Geography
- Location: Jalalpur Jattan, Gujrat, Punjab, Pakistan
- Coordinates: 32°38′31.2″N 74°12′22.1″E﻿ / ﻿32.642000°N 74.206139°E

Organisation
- Care system: Private
- Affiliated university: University of Health Sciences

Services
- Beds: 250

History
- Founded: 1900s

Links
- Lists: Hospitals in Pakistan

= Shilokh Mission Hospital =

Pakistani Hospital

Shilokh Mission Hospital (شیلوخ مشن ہسپتال), formerly known as Scottish Mission Hospital, is the oldest hospital of the city Jalalpur Jattan.

==History==
The hospital was founded by Herbert Francis Lechmere Taylor (1872-1954) in 1900s in British India. It was the first hospital of the region, which started in a tent and gradually transformed into a well known hospital.

By mid-century, the hospital's work was sufficiently prominent for senior staff to be honoured by the British Crown: in the 1966 New Year Honours the surgeon Theodore Gumming Skinner received an OBE "as medical missionary in charge of the Scottish Mission Hospital, Jalalpur Jattan, West Punjab."

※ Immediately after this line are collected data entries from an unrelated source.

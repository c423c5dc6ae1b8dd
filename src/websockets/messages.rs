use chrono::{DateTime, Utc};
use serde::{de::DeserializeOwned, Deserialize, Serialize};
use tracing::warn;

use crate::room::models::{Bug, Bullet, Position, Room, RoomPlayer};

/// Message types for WebSocket communication
#[derive(Debug, Clone, Copy, Serialize, Deserialize, PartialEq, Eq)]
#[serde(rename_all = "kebab-case")]
pub enum MessageType {
    // Client -> Server
    JoinRoom,
    LeaveRoom,
    Heartbeat,
    AddBug,
    KillBug,
    UpdateBugHealth,
    PlayerMove,
    FireBullet,
    UpdateBullets,
    RestartGame,

    // Both directions: clients declare it, the room hears it
    GameOver,

    // Server -> Client
    JoinedRoom,
    PlayerJoined,
    PlayerLeft,
    BugAdded,
    BugKilled,
    BugHealthUpdated,
    PlayerMoved,
    BulletFired,
    BulletsUpdated,
    GameRestarted,
    Error,
}

impl MessageType {
    /// Wire name of the event
    pub fn as_str(&self) -> &'static str {
        match self {
            MessageType::JoinRoom => "join-room",
            MessageType::LeaveRoom => "leave-room",
            MessageType::Heartbeat => "heartbeat",
            MessageType::AddBug => "add-bug",
            MessageType::KillBug => "kill-bug",
            MessageType::UpdateBugHealth => "update-bug-health",
            MessageType::PlayerMove => "player-move",
            MessageType::FireBullet => "fire-bullet",
            MessageType::UpdateBullets => "update-bullets",
            MessageType::RestartGame => "restart-game",
            MessageType::GameOver => "game-over",
            MessageType::JoinedRoom => "joined-room",
            MessageType::PlayerJoined => "player-joined",
            MessageType::PlayerLeft => "player-left",
            MessageType::BugAdded => "bug-added",
            MessageType::BugKilled => "bug-killed",
            MessageType::BugHealthUpdated => "bug-health-updated",
            MessageType::PlayerMoved => "player-moved",
            MessageType::BulletFired => "bullet-fired",
            MessageType::BulletsUpdated => "bullets-updated",
            MessageType::GameRestarted => "game-restarted",
            MessageType::Error => "error",
        }
    }
}

impl std::fmt::Display for MessageType {
    fn fmt(&self, f: &mut std::fmt::Formatter<'_>) -> std::fmt::Result {
        f.write_str(self.as_str())
    }
}

/// Metadata for WebSocket messages
#[derive(Debug, Clone, Serialize, Deserialize)]
pub struct WebSocketMessageMeta {
    pub timestamp: DateTime<Utc>,
}

/// Base structure for WebSocket messages
#[derive(Debug, Clone, Serialize, Deserialize)]
pub struct WebSocketMessage {
    #[serde(rename = "type")]
    pub message_type: MessageType,
    #[serde(default)]
    pub payload: serde_json::Value,
    #[serde(default, skip_serializing_if = "Option::is_none")]
    pub meta: Option<WebSocketMessageMeta>,
}

/// Client-to-Server message payloads
#[derive(Debug, Clone, Serialize, Deserialize)]
#[serde(rename_all = "camelCase")]
pub struct JoinRoomPayload {
    pub room_id: String,
    pub player: RoomPlayer,
}

/// Payload of leave-room and heartbeat
#[derive(Debug, Clone, Serialize, Deserialize)]
#[serde(rename_all = "camelCase")]
pub struct PlayerRefPayload {
    pub room_id: String,
    pub player_id: String,
}

#[derive(Debug, Clone, Serialize, Deserialize)]
#[serde(rename_all = "camelCase")]
pub struct AddBugPayload {
    pub room_id: String,
    pub bug: Bug,
}

#[derive(Debug, Clone, Serialize, Deserialize)]
#[serde(rename_all = "camelCase")]
pub struct KillBugPayload {
    pub room_id: String,
    pub bug_id: String,
    pub player_id: String,
}

#[derive(Debug, Clone, Serialize, Deserialize)]
#[serde(rename_all = "camelCase")]
pub struct UpdateBugHealthPayload {
    pub room_id: String,
    pub bug_id: String,
    pub health: i64,
}

#[derive(Debug, Clone, Serialize, Deserialize)]
#[serde(rename_all = "camelCase")]
pub struct PlayerMovePayload {
    pub room_id: String,
    pub player_id: String,
    pub position: Position,
}

#[derive(Debug, Clone, Serialize, Deserialize)]
#[serde(rename_all = "camelCase")]
pub struct FireBulletPayload {
    pub room_id: String,
    pub player_id: String,
    pub bullet: Bullet,
}

#[derive(Debug, Clone, Serialize, Deserialize)]
#[serde(rename_all = "camelCase")]
pub struct UpdateBulletsPayload {
    pub room_id: String,
    pub player_id: String,
    pub bullets: Vec<Bullet>,
}

/// Payload of game-over and restart-game
#[derive(Debug, Clone, Serialize, Deserialize)]
#[serde(rename_all = "camelCase")]
pub struct RoomRefPayload {
    pub room_id: String,
}

/// Server-to-Client message payloads
#[derive(Debug, Clone, Serialize, Deserialize)]
pub struct RoomPlayerPayload {
    pub room: Room,
    pub player: RoomPlayer,
}

#[derive(Debug, Clone, Serialize, Deserialize)]
#[serde(rename_all = "camelCase")]
pub struct PlayerLeftPayload {
    pub room: Option<Room>,
    pub player_id: String,
}

#[derive(Debug, Clone, Serialize, Deserialize)]
pub struct BugAddedPayload {
    pub room: Room,
    pub bug: Bug,
}

#[derive(Debug, Clone, Serialize, Deserialize)]
#[serde(rename_all = "camelCase")]
pub struct BugKilledPayload {
    pub room: Room,
    pub bug_id: String,
    pub player_id: String,
}

#[derive(Debug, Clone, Serialize, Deserialize)]
#[serde(rename_all = "camelCase")]
pub struct BugHealthUpdatedPayload {
    pub room: Room,
    pub bug_id: String,
    pub health: i64,
}

#[derive(Debug, Clone, Serialize, Deserialize)]
#[serde(rename_all = "camelCase")]
pub struct PlayerMovedPayload {
    pub player_id: String,
    pub position: Position,
}

#[derive(Debug, Clone, Serialize, Deserialize)]
#[serde(rename_all = "camelCase")]
pub struct BulletFiredPayload {
    pub player_id: String,
    pub bullet: Bullet,
}

#[derive(Debug, Clone, Serialize, Deserialize)]
#[serde(rename_all = "camelCase")]
pub struct BulletsUpdatedPayload {
    pub player_id: String,
    pub bullets: Vec<Bullet>,
}

#[derive(Debug, Clone, Serialize, Deserialize)]
pub struct RoomSnapshotPayload {
    pub room: Room,
}

#[derive(Debug, Clone, Serialize, Deserialize)]
pub struct ErrorPayload {
    pub message: String,
}

/// Helper functions for creating messages
impl WebSocketMessage {
    pub fn new(message_type: MessageType, payload: serde_json::Value) -> Self {
        Self {
            message_type,
            payload,
            meta: Some(WebSocketMessageMeta {
                timestamp: Utc::now(),
            }),
        }
    }

    fn from_payload(message_type: MessageType, payload: impl Serialize) -> Self {
        let payload = serde_json::to_value(payload).unwrap_or_else(|e| {
            warn!(message_type = %message_type, error = %e, "Failed to serialize payload");
            serde_json::Value::Null
        });
        Self::new(message_type, payload)
    }

    /// Decodes the payload into the structure expected for this message type
    pub fn payload_as<T: DeserializeOwned>(&self) -> Result<T, serde_json::Error> {
        T::deserialize(&self.payload)
    }

    /// Create a JOINED_ROOM message (private acknowledgement to the joiner)
    pub fn joined_room(room: Room, player: RoomPlayer) -> Self {
        Self::from_payload(MessageType::JoinedRoom, RoomPlayerPayload { room, player })
    }

    pub fn player_joined(room: Room, player: RoomPlayer) -> Self {
        Self::from_payload(MessageType::PlayerJoined, RoomPlayerPayload { room, player })
    }

    /// `room` is `None` when the departure deleted the room
    pub fn player_left(room: Option<Room>, player_id: String) -> Self {
        Self::from_payload(MessageType::PlayerLeft, PlayerLeftPayload { room, player_id })
    }

    pub fn bug_added(room: Room, bug: Bug) -> Self {
        Self::from_payload(MessageType::BugAdded, BugAddedPayload { room, bug })
    }

    pub fn bug_killed(room: Room, bug_id: String, player_id: String) -> Self {
        Self::from_payload(
            MessageType::BugKilled,
            BugKilledPayload {
                room,
                bug_id,
                player_id,
            },
        )
    }

    pub fn bug_health_updated(room: Room, bug_id: String, health: i64) -> Self {
        Self::from_payload(
            MessageType::BugHealthUpdated,
            BugHealthUpdatedPayload {
                room,
                bug_id,
                health,
            },
        )
    }

    pub fn player_moved(player_id: String, position: Position) -> Self {
        Self::from_payload(
            MessageType::PlayerMoved,
            PlayerMovedPayload {
                player_id,
                position,
            },
        )
    }

    pub fn bullet_fired(player_id: String, bullet: Bullet) -> Self {
        Self::from_payload(MessageType::BulletFired, BulletFiredPayload { player_id, bullet })
    }

    pub fn bullets_updated(player_id: String, bullets: Vec<Bullet>) -> Self {
        Self::from_payload(
            MessageType::BulletsUpdated,
            BulletsUpdatedPayload { player_id, bullets },
        )
    }

    pub fn game_over(room: Room) -> Self {
        Self::from_payload(MessageType::GameOver, RoomSnapshotPayload { room })
    }

    pub fn game_restarted(room: Room) -> Self {
        Self::from_payload(MessageType::GameRestarted, RoomSnapshotPayload { room })
    }

    /// Create an ERROR message
    pub fn error(message: String) -> Self {
        Self::from_payload(MessageType::Error, ErrorPayload { message })
    }
}
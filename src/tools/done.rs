//! Built-in completion signal

use super::{Tool, ToolOutput};
use crate::context::ExecutionContext;
use async_trait::async_trait;

/// Ends the current attempt; the control loop recognises it by name
pub struct DoneTool {
    name: String,
}

impl DoneTool {
    pub fn new(name: impl Into<String>) -> Self {
        Self { name: name.into() }
    }
}

#[async_trait]
impl Tool for DoneTool {
    fn name(&self) -> &str {
        &self.name
    }

    fn description(&self) -> &str {
        "Call when the task is finished. Provide a short summary of the result for the user."
    }

    fn parameters(&self) -> serde_json::Value {
        serde_json::json!({
            "type": "object",
            "properties": {
                "summary": {
                    "type": "string",
                    "description": "What was accomplished"
                }
            },
            "required": ["summary"]
        })
    }

    async fn execute(
        &self,
        args: &serde_json::Value,
        _ctx: &ExecutionContext,
    ) -> anyhow::Result<ToolOutput> {
        let summary = args
            .get("summary")
            .and_then(|v| v.as_str())
            .unwrap_or("Task completed");
        Ok(ToolOutput::success(summary))
    }
}
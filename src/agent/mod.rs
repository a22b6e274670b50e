//! Agents
//!
//! An agent is built per run over that run's [`ExecutionContext`]. Chat
//! mode answers from the open tabs; browse mode drives the
//! observe/think/act/validate loop.

mod browse;
mod chat;
mod human_input;
mod loop_detector;
mod prompts;

pub use browse::{AttemptOutcome, BrowseAgent};
pub use chat::ChatAgent;
pub use human_input::{wait_for_human_input, HumanInputOutcome};
pub use loop_detector::LoopDetector;

use crate::context::ExecutionContext;
use crate::error::{AgentError, Result};
use crate::execution::{AgentMode, ExecutionMetadata};
use crate::llm::{LlmResponse, StreamEvent};
use crate::message::Turn;
use crate::pubsub::{generate_msg_id, MessageRole};
use crate::tools::ToolRegistry;
use async_trait::async_trait;
use std::sync::Arc;

/// A task executor bound to one run
#[async_trait]
pub trait Agent: Send + Sync {
    async fn execute(&self, query: &str, metadata: &ExecutionMetadata) -> Result<()>;
}

/// Agent for `mode` over `ctx`, with `tools` as the injected tool set
pub fn create_agent(
    mode: AgentMode,
    ctx: Arc<ExecutionContext>,
    tools: &ToolRegistry,
) -> Box<dyn Agent> {
    match mode {
        AgentMode::Chat => Box::new(ChatAgent::new(ctx)),
        AgentMode::Browse => Box::new(BrowseAgent::new(ctx, tools)),
    }
}

/// Complete `turns` as free text, publishing partial output under one id
///
/// Every delta republishes the accumulated text under the same message id
/// and a final publish carries the complete text. Responses without text
/// publish nothing. Cancellation is checked between chunks.
pub(crate) async fn stream_text(
    ctx: &ExecutionContext,
    turns: &[Turn],
    role: MessageRole,
) -> Result<LlmResponse> {
    ctx.check_cancelled()?;
    let llm = ctx.llm().await?;

    if !ctx.config().agent.stream_responses {
        let response = llm.complete(turns, &[]).await?;
        ctx.check_cancelled()?;
        if !response.content.is_empty() {
            ctx.channel().publish_message(response.content.clone(), role);
        }
        return Ok(response);
    }

    let mut rx = llm.complete_streaming(turns, &[]).await?;
    let msg_id = generate_msg_id();
    let mut text = String::new();

    let mut response = loop {
        match rx.recv().await {
            Some(StreamEvent::TextDelta(delta)) => {
                ctx.check_cancelled()?;
                text.push_str(&delta);
                ctx.channel()
                    .publish_message_with_id(msg_id.as_str(), text.clone(), role);
            }
            Some(StreamEvent::Done(response)) => break response,
            None if text.is_empty() => {
                return Err(AgentError::Llm(
                    "stream ended without a response".to_string(),
                ));
            }
            None => break LlmResponse::text(text.clone()),
        }
    };

    ctx.check_cancelled()?;
    if response.content.is_empty() {
        response.content = text;
    }
    if !response.content.is_empty() {
        ctx.channel()
            .publish_message_with_id(msg_id.as_str(), response.content.clone(), role);
    }
    Ok(response)
}
//! # a3s-browser-agent
//!
//! Execution runtime for a chat-driven browser agent.
//!
//! ## Overview
//!
//! A task arrives as natural language; an [`Execution`] runs it through an
//! agent that drives the browser with tools and streams its progress to the
//! UI over a [`ScopedEventChannel`]. Many executions run side by side, each
//! with its own bounded history, channel and cancellation token.
//!
//! ## Quick Start
//!
//! ```rust,no_run
//! use a3s_browser_agent::{ExecutionManager, ExecutionMetadata, ExecutionOptions};
//!
//! # async fn example(manager: ExecutionManager) -> a3s_browser_agent::Result<()> {
//! let execution = manager
//!     .create("tab-42", ExecutionOptions::browse().with_tab(42))
//!     .await?;
//!
//! // Stream progress to the UI
//! let mut events = execution.channel().subscribe();
//! tokio::spawn(async move {
//!     while let Some(event) = events.recv().await {
//!         println!("{:?}", event);
//!     }
//! });
//!
//! execution
//!     .run("Find the cheapest flight to Lisbon", &ExecutionMetadata::default())
//!     .await?;
//!
//! // Keep the execution around briefly in case the panel reconnects
//! manager.delete("tab-42", false).await?;
//! # Ok(())
//! # }
//! ```
//!
//! ## Architecture
//!
//! - **ExecutionManager** / **Execution**: lifecycle, capacity limits, delayed disposal
//! - **ExecutionContext**: per-run state (cancellation, tabs, todos, tool metrics)
//! - **MessageHistory**: token-bounded conversation memory
//! - **ScopedEventChannel** / **ChannelRegistry**: per-execution pub/sub with replay
//! - **BrowseAgent** / **ChatAgent**: the observe/think/act/validate loop and chat mode
//! - **LlmProvider**, **Tool**, **BrowserContext**: collaborator traits the host implements

pub mod agent;
pub mod browser;
pub mod config;
pub mod context;
pub mod error;
pub mod execution;
pub mod history;
pub mod llm;
pub mod message;
pub mod pubsub;
pub mod telemetry;
pub mod todo;
pub mod tools;

#[cfg(test)]
pub(crate) mod testing;

// Re-export core types
pub use agent::{
    create_agent, wait_for_human_input, Agent, AttemptOutcome, BrowseAgent, ChatAgent,
    HumanInputOutcome, LoopDetector,
};
pub use browser::{BrowserContext, BrowserContextFactory, PageState, TabId};
pub use config::{AgentConfig, ChannelConfig, ExecutionConfig, HistoryConfig, RuntimeConfig};
pub use context::ExecutionContext;
pub use error::{AgentError, Result};
pub use execution::{
    AgentDeps, AgentMode, Execution, ExecutionInfo, ExecutionManager, ExecutionMetadata,
    ExecutionOptions, ExecutionState, ExecutionStats, PlanningMode, PredefinedPlan,
};
pub use history::{MessageHistory, TokenEstimator};
pub use llm::{LlmClient, LlmProvider, LlmResponse, ModelOptions, StreamEvent, ToolDefinition};
pub use message::{ToolCall, Turn, TurnContent, TurnKind};
pub use pubsub::{
    ChannelRegistry, ChannelStats, Event, HumanAction, HumanInputRequest, HumanInputResponse,
    MessageRole, ScopedEventChannel, Subscription, UiMessage,
};
pub use telemetry::{ToolMetric, ToolStats};
pub use todo::{TodoItem, TodoStatus, TodoStore};
pub use tools::{Tool, ToolOutput, ToolRegistry};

At present, it has the capacity of 250 beds. The hospital is run by a christian missionary associated with the Church of Scotland. It was taken on lease by the administration of Hashmat Medical and Dental College to serve as one of its three teaching hospitals and still running by Hashmat Medical College. Anwar Rehmat is the present medical director of the hospital.